The ability to specify HostProcess, NetworkPolicy, and other tests in this document would follow a similar tagging strategy, and any such tool could just invoke the existing Kuberentes end-to-end test binary with appropriate `focus` and `skip` arguments.
## option 2 sonobuoy implementation for convenience
Given the complexity of the above tagging scheme, we propose a concrete example of a binary program for Windows verification.
```
sonobuoy run --mode=windows-conformance --windows.hostProcess --windows.activeDirectory ...
```
In the above invocation, we verify
- core conformance
- hostProcess
- activeDirectory
functionality for a specific Kubernetes release. The resulting output would be obtained using
```
sonobuoy status
```
Which would report a binary result of `Pass` or `Fail`. This tool could thus be used to
establish a rigorous standard for portable verificatoin of Kubernetes Windows based products across Vendors for both internal and external diagnostic purposes.
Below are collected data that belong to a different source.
//! Naive two-sample t-test baseline.
//!
//! Classic pooled-variance Student t-test on the raw per-observation metric
//! values, ignoring the hierarchy entirely. Nested observations are not
//! independent, so this test is usually anti-conservative on hierarchical
//! data; it exists as the comparison baseline the bootstrap is meant to
//! replace, not as part of the core estimator.

use statrs::distribution::{ContinuousCDF, StudentsT};

use crate::error::{Error, Result};
use crate::summary::BootstrapSummary;
use crate::table::Table;

/// Two-sided p-value of a pooled-variance two-sample t-test between the raw
/// metric values of two groups.
///
/// Errors: [`Error::InvalidArgument`] for unknown columns or a group value
/// absent from the column; [`Error::Unsupported`] when a group has fewer
/// than two observations.
pub fn naive_ttest(
    table: &Table,
    metric: &str,
    group_column: &str,
    group1: &str,
    group2: &str,
) -> Result<f64> {
    let values = table.metric(metric)?;
    let labels = table.label(group_column)?;

    let collect = |group: &str| -> Result<Vec<f64>> {
        let selected: Vec<f64> = labels
            .iter()
            .zip(values)
            .filter(|(label, _)| label.as_str() == group)
            .map(|(_, &v)| v)
            .collect();
        if selected.is_empty() {
            return Err(Error::invalid(format!(
                "no such group '{group}' in column '{group_column}'"
            )));
        }
        if selected.len() < 2 {
            return Err(Error::unsupported(format!(
                "group '{group}' has fewer than two observations"
            )));
        }
        Ok(selected)
    };

    let a = collect(group1)?;
    let b = collect(group2)?;

    let n1 = a.len() as f64;
    let n2 = b.len() as f64;
    let m1 = a.iter().sum::<f64>() / n1;
    let m2 = b.iter().sum::<f64>() / n2;
    let ss1: f64 = a.iter().map(|v| (v - m1).powi(2)).sum();
    let ss2: f64 = b.iter().map(|v| (v - m2).powi(2)).sum();

    let df = n1 + n2 - 2.0;
    let pooled_var = (ss1 + ss2) / df;
    if pooled_var == 0.0 {
        // Both samples constant: identical means are indistinguishable,
        // different means are perfectly separated.
        return Ok(if m1 == m2 { 1.0 } else { 0.0 });
    }

    let t = (m1 - m2) / (pooled_var * (1.0 / n1 + 1.0 / n2)).sqrt();
    let dist = StudentsT::new(0.0, 1.0, df).expect("positive degrees of freedom");
    Ok(2.0 * (1.0 - dist.cdf(t.abs())))
}

/// Naive p-value for every unordered group pair of `summary`, in the same
/// pair order as
/// [`pairwise_significance`](crate::significance::pairwise_significance), as
/// `(pair_name, p)` tuples.
///
/// Fails with [`Error::Unsupported`] when the summary holds fewer than two
/// groups.
pub fn naive_pairwise(
    table: &Table,
    metric: &str,
    group_column: &str,
    summary: &BootstrapSummary,
) -> Result<Vec<(String, f64)>> {
    let groups: Vec<&str> = summary.group_names().collect();
    if groups.len() < 2 {
        return Err(Error::unsupported(
            "naive t-test requires at least two groups",
        ));
    }

    let mut pairs = Vec::with_capacity(groups.len() * (groups.len() - 1) / 2);
    for (i, &group1) in groups.iter().enumerate() {
        for &group2 in &groups[i + 1..] {
            let p = naive_ttest(table, metric, group_column, group1, group2)?;
            pairs.push((format!("{group1}_{group2}"), p));
        }
    }
    Ok(pairs)
}
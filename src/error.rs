//! Error taxonomy for bootstrap computations.
//!
//! All failures are surfaced synchronously to the caller; a replicate either
//! fully succeeds or the whole bootstrap call fails. Degenerate inputs are
//! detected before any division so NaN/Inf never leak into downstream
//! statistics.

use thiserror::Error;

/// Errors produced by bootstrap and significance computations.
#[derive(Debug, Error)]
pub enum Error {
    /// Bad caller input: unknown column names, empty hierarchy, zero
    /// replicate count, mismatched column lengths.
    #[error("invalid argument: {0}")]
    InvalidArgument(String),

    /// Input that makes a valid mean impossible: an empty dataset slice or a
    /// hierarchy level with no distinct values.
    #[error("degenerate input: {0}")]
    DegenerateInput(String),

    /// Statistical operation undefined for the given input, e.g. significance
    /// with fewer than two groups.
    #[error("unsupported operation: {0}")]
    Unsupported(String),
}

impl Error {
    pub(crate) fn invalid(msg: impl Into<String>) -> Self {
        Error::InvalidArgument(msg.into())
    }

    pub(crate) fn degenerate(msg: impl Into<String>) -> Self {
        Error::DegenerateInput(msg.into())
    }

    pub(crate) fn unsupported(msg: impl Into<String>) -> Self {
        Error::Unsupported(msg.into())
    }
}

/// Crate-wide result alias.
pub type Result<T> = std::result::Result<T, Error>;
use std::sync::OnceLock;
use time::macros::format_description;
use time::{Date, OffsetDateTime, PrimitiveDateTime, Time, UtcOffset};

/// Date format used by exiftool for reading and writing tags.
pub const EXIF_DATE_FORMAT: &[time::format_description::FormatItem] =
    format_description!("[year]:[month]:[day] [hour]:[minute]:[second]");

const EXIF_DAY_FORMAT: &[time::format_description::FormatItem] =
    format_description!("[year]:[month]:[day]");

/// Short human-readable date used in task messages.
pub const DISPLAY_DATE_FORMAT: &[time::format_description::FormatItem] =
    format_description!("[year]-[month]-[day]");

static LOCAL_OFFSET: OnceLock<UtcOffset> = OnceLock::new();

/// Where a resolved date came from. Variant order is the priority order.
#[derive(Debug, Clone, Copy, PartialEq, Eq, PartialOrd, Ord, Hash)]
pub enum Provenance {
    RecordPrimary,
    RecordFallback,
    EmbeddedPrimary,
    EmbeddedFallback,
    EmbeddedSecondary,
    FileSystemTime,
    SimilarityGuess,
}

impl Provenance {
    pub fn as_str(&self) -> &'static str {
        match self {
            Provenance::RecordPrimary => "JSON",
            Provenance::RecordFallback => "JSON creation time",
            Provenance::EmbeddedPrimary => "EXIF",
            Provenance::EmbeddedFallback => "EXIF create date",
            Provenance::EmbeddedSecondary => "EXIF modify date",
            Provenance::FileSystemTime => "file time",
            Provenance::SimilarityGuess => "guessed",
        }
    }

    pub fn is_record(&self) -> bool {
        matches!(self, Provenance::RecordPrimary | Provenance::RecordFallback)
    }
}

impl std::fmt::Display for Provenance {
    fn fmt(&self, f: &mut std::fmt::Formatter<'_>) -> std::fmt::Result {
        write!(f, "{}", self.as_str())
    }
}

/// A timestamp in local wall-clock time plus its provenance.
#[derive(Debug, Clone, Copy, PartialEq, Eq)]
pub struct ResolvedDate {
    pub at: PrimitiveDateTime,
    pub provenance: Provenance,
}

impl ResolvedDate {
    pub fn new(at: PrimitiveDateTime, provenance: Provenance) -> Self {
        ResolvedDate { at, provenance }
    }

    /// Re-label a date, e.g. when a reference file's date is borrowed by a guess.
    pub fn with_provenance(self, provenance: Provenance) -> Self {
        ResolvedDate { provenance, ..self }
    }

    pub fn display_day(&self) -> String {
        self.at
            .format(DISPLAY_DATE_FORMAT)
            .unwrap_or_else(|_| self.at.date().to_string())
    }

    /// Seconds since the epoch, interpreting the wall-clock time in the local offset.
    pub fn unix_timestamp(&self) -> i64 {
        to_unix_timestamp(self.at)
    }
}

/// Local UTC offset, captured once. Call early in `main` before threads are spawned.
pub fn local_offset() -> UtcOffset {
    *LOCAL_OFFSET.get_or_init(|| UtcOffset::current_local_offset().unwrap_or(UtcOffset::UTC))
}

/// Convert epoch seconds to local wall-clock time. Out-of-range values yield `None`.
pub fn from_unix_timestamp(seconds: i64) -> Option<PrimitiveDateTime> {
    let dt = OffsetDateTime::from_unix_timestamp(seconds)
        .ok()?
        .to_offset(local_offset());
    Some(PrimitiveDateTime::new(dt.date(), dt.time()))
}

pub fn to_unix_timestamp(at: PrimitiveDateTime) -> i64 {
    at.assume_offset(local_offset()).unix_timestamp()
}

/// Parse an exiftool date string.
///
/// Accepts `YYYY:MM:DD HH:MM:SS`. Trailing sub-seconds or offsets are ignored,
/// and when the time part is unusable the date alone is taken at midnight.
pub fn parse_exif_date(value: &str) -> Option<PrimitiveDateTime> {
    let value = value.trim();
    if value.is_empty() {
        return None;
    }

    if let Ok(dt) = PrimitiveDateTime::parse(value, EXIF_DATE_FORMAT) {
        return Some(dt);
    }

    if let Some(head) = value.get(..19) {
        if let Ok(dt) = PrimitiveDateTime::parse(head, EXIF_DATE_FORMAT) {
            return Some(dt);
        }
    }

    let day = value.split_whitespace().next()?;
    Date::parse(day, EXIF_DAY_FORMAT)
        .ok()
        .map(|d| PrimitiveDateTime::new(d, Time::MIDNIGHT))
}

/// Format a timestamp for an exiftool tag assignment.
pub fn format_exif_date(at: &PrimitiveDateTime) -> String {
    at.format(EXIF_DATE_FORMAT)
        .unwrap_or_else(|_| format!("{} {}", at.date(), at.time()))
}
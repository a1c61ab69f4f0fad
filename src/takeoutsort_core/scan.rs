use crate::takeoutsort_core::error::{Result, TakeoutError};
use crate::takeoutsort_core::media::{MediaFile, MediaKind, is_resource_fork};
use crate::takeoutsort_core::placement::OUTPUT_DIR_NAME;
use crate::takeoutsort_core::record::MetadataRecord;
use rayon::prelude::*;
use std::fs;
use std::path::{Path, PathBuf};
use walkdir::WalkDir;

/// Highest `(N)` disambiguation suffix tried by the matcher.
const MAX_NUMBERED_SUFFIX: u32 = 99;

/// A media file and its sidecar record.
#[derive(Debug, Clone, PartialEq, Eq)]
pub struct Pairing {
    pub media: MediaFile,
    pub record: PathBuf,
}

/// Result of scanning an export folder.
#[derive(Debug, Default)]
pub struct ScanReport {
    pub paired: Vec<Pairing>,
    pub unpaired: Vec<MediaFile>,
    pub images: usize,
    pub videos: usize,
}

impl ScanReport {
    pub fn total(&self) -> usize {
        self.paired.len() + self.unpaired.len()
    }

    pub fn is_empty(&self) -> bool {
        self.total() == 0
    }
}

/// Find the sidecar record for a media file.
///
/// Tries `<name>.json`, then `<name>(N).json` for N in 1..=99, then any
/// `<name>*.json` whose `title` field equals the media filename.
pub fn find_matching_record(media_path: &Path) -> Option<PathBuf> {
    let parent = media_path.parent()?;
    let media_name = media_path.file_name()?.to_str()?;

    let exact = parent.join(format!("{}.json", media_name));
    if exact.is_file() {
        log::debug!("Found exact JSON match: {}", exact.display());
        return Some(exact);
    }

    for n in 1..=MAX_NUMBERED_SUFFIX {
        let numbered = parent.join(format!("{}({}).json", media_name, n));
        if numbered.is_file() {
            log::debug!("Found numbered JSON match: {}", numbered.display());
            return Some(numbered);
        }
    }

    let title_match = prefixed_records(parent, media_name)
        .into_iter()
        .find(|candidate| match MetadataRecord::load(candidate) {
            Ok(record) => record.title.as_deref() == Some(media_name),
            Err(e) => {
                log::debug!("Skipping invalid JSON {}: {}", candidate.display(), e);
                false
            }
        });

    match &title_match {
        Some(path) => log::debug!("Found JSON via title match: {}", path.display()),
        None => log::debug!("No matching JSON found for: {}", media_name),
    }
    title_match
}

/// `<media_name>*.json` siblings, excluding resource forks, in sorted order.
fn prefixed_records(dir: &Path, media_name: &str) -> Vec<PathBuf> {
    let Ok(entries) = fs::read_dir(dir) else {
        return Vec::new();
    };

    let mut candidates: Vec<PathBuf> = entries
        .filter_map(|e| e.ok())
        .map(|e| e.path())
        .filter(|p| {
            p.file_name()
                .and_then(|n| n.to_str())
                .is_some_and(|n| n.starts_with(media_name) && n.ends_with(".json"))
        })
        .filter(|p| !is_resource_fork(p) && p.is_file())
        .collect();

    candidates.sort();
    candidates
}

/// Collect media files under `root`, skipping `<root>/Output` and resource forks.
pub fn collect_media(root: &Path) -> Result<Vec<MediaFile>> {
    if !root.is_dir() {
        return Err(TakeoutError::NotADirectory(root.to_path_buf()));
    }

    let output_dir = root.join(OUTPUT_DIR_NAME);
    let mut media: Vec<MediaFile> = WalkDir::new(root)
        .into_iter()
        .filter_entry(|e| e.path() != output_dir)
        .filter_map(|e| match e {
            Ok(entry) => Some(entry),
            Err(err) => {
                log::warn!("Skipping unreadable entry: {}", err);
                None
            }
        })
        .filter(|e| e.file_type().is_file())
        .filter(|e| !is_resource_fork(e.path()))
        .filter_map(|e| MediaFile::from_path(e.path()))
        .collect();

    media.sort_by(|a, b| a.path.cmp(&b.path));
    Ok(media)
}

/// Recursively scan an export folder and pair every media file with its record.
pub fn scan_folder(root: &Path) -> Result<ScanReport> {
    log::info!("Scanning {}", root.display());
    let media = collect_media(root)?;

    let matched: Vec<(MediaFile, Option<PathBuf>)> = media
        .into_par_iter()
        .map(|m| {
            let record = find_matching_record(&m.path);
            (m, record)
        })
        .collect();

    let mut report = ScanReport::default();
    for (media, record) in matched {
        match media.kind {
            MediaKind::Image => report.images += 1,
            MediaKind::Video => report.videos += 1,
        }
        match record {
            Some(record) => {
                log::debug!("Paired: {} <-> {}", media.path.display(), record.display());
                report.paired.push(Pairing { media, record });
            }
            None => {
                log::debug!("No JSON metadata found for: {}", media.path.display());
                report.unpaired.push(media);
            }
        }
    }

    log::info!(
        "Found {} media files with JSON metadata, {} without",
        report.paired.len(),
        report.unpaired.len()
    );
    Ok(report)
}

#[cfg(test)]
mod tests {
    use super::*;
    use assert_fs::TempDir;
    use assert_fs::prelude::*;

    #[test]
    fn test_exact_match_wins_over_numbered() {
        let dir = TempDir::new().unwrap();
        dir.child("a.jpg").write_binary(b"img").unwrap();
        dir.child("a.jpg.json").write_str("{}").unwrap();
        dir.child("a.jpg(1).json").write_str("{}").unwrap();

        let found = find_matching_record(dir.child("a.jpg").path()).unwrap();
        assert_eq!(found, dir.child("a.jpg.json").path());
    }

    #[test]
    fn test_numbered_match() {
        let dir = TempDir::new().unwrap();
        dir.child("a.jpg").write_binary(b"img").unwrap();
        dir.child("a.jpg(3).json").write_str("{}").unwrap();
        dir.child("a.jpg(7).json").write_str("{}").unwrap();
        dir.child("a.jpg.supplemental.json")
            .write_str(r#"{"title": "a.jpg"}"#)
            .unwrap();

        let found = find_matching_record(dir.child("a.jpg").path()).unwrap();
        assert_eq!(found, dir.child("a.jpg(3).json").path());
    }

    #[test]
    fn test_title_match() {
        let dir = TempDir::new().unwrap();
        dir.child("a.jpg").write_binary(b"img").unwrap();
        dir.child("._a.jpg.meta.json")
            .write_str(r#"{"title": "a.jpg"}"#)
            .unwrap();
        dir.child("a.jpg.broken.json").write_str("{oops").unwrap();
        dir.child("a.jpg.other.json")
            .write_str(r#"{"title": "b.jpg"}"#)
            .unwrap();
        dir.child("a.jpg.supplemental-metadata.json")
            .write_str(r#"{"title": "a.jpg"}"#)
            .unwrap();

        let found = find_matching_record(dir.child("a.jpg").path()).unwrap();
        assert_eq!(found, dir.child("a.jpg.supplemental-metadata.json").path());
    }

    #[test]
    fn test_no_match() {
        let dir = TempDir::new().unwrap();
        dir.child("a.jpg").write_binary(b"img").unwrap();
        dir.child("b.jpg.json").write_str("{}").unwrap();
        assert!(find_matching_record(dir.child("a.jpg").path()).is_none());
    }

    #[test]
    fn test_scan_folder() {
        let dir = TempDir::new().unwrap();
        dir.child("Takeout/2021/IMG_1.JPG").write_binary(b"1").unwrap();
        dir.child("Takeout/2021/IMG_1.JPG.json").write_str("{}").unwrap();
        dir.child("Takeout/2021/clip.mp4").write_binary(b"2").unwrap();
        dir.child("Takeout/2021/._clip.mp4").write_binary(b"fork").unwrap();
        dir.child("Takeout/notes.txt").write_str("hi").unwrap();
        dir.child("Output/2020/May/old.jpg").write_binary(b"3").unwrap();

        let report = scan_folder(dir.path()).unwrap();
        assert_eq!(report.total(), 2);
        assert_eq!(report.paired.len(), 1);
        assert_eq!(report.unpaired.len(), 1);
        assert_eq!(report.images, 1);
        assert_eq!(report.videos, 1);
        assert_eq!(report.paired[0].media.filename(), "IMG_1.JPG");
        assert_eq!(report.unpaired[0].filename(), "clip.mp4");
    }

    #[test]
    fn test_scan_missing_root() {
        let dir = TempDir::new().unwrap();
        let result = scan_folder(&dir.path().join("nope"));
        assert!(matches!(result, Err(TakeoutError::NotADirectory(_))));
    }
}
pub mod takeoutsort_core;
### Implementation details for sonobuoy
So you'd have something like this:
```
sonobuoy plugin install windows-conformance <url>
sonobuoy run -p windows-conformance
```
The URL can point to any custom URL, but I have a few already made here: https://github.com/vmware-tanzu/sonobuoy-plugins/tree/master/windows-e2e
This is the same as just running from a URL or local file, e.g. `sonobuoy run -p windows-conformance.yaml` or `sonobuoy run -p pluginURL` but I was also showing that we are currently testing out plugin "installation" (caching?) which makes it easier to store, list, use plugins.
> Question: In this scenario (or option 2), Sonobuoy still has to know which tests to invoke. In the end it is still just invoking e2e.test so neither of this really avoid option 1, it does make it easier though.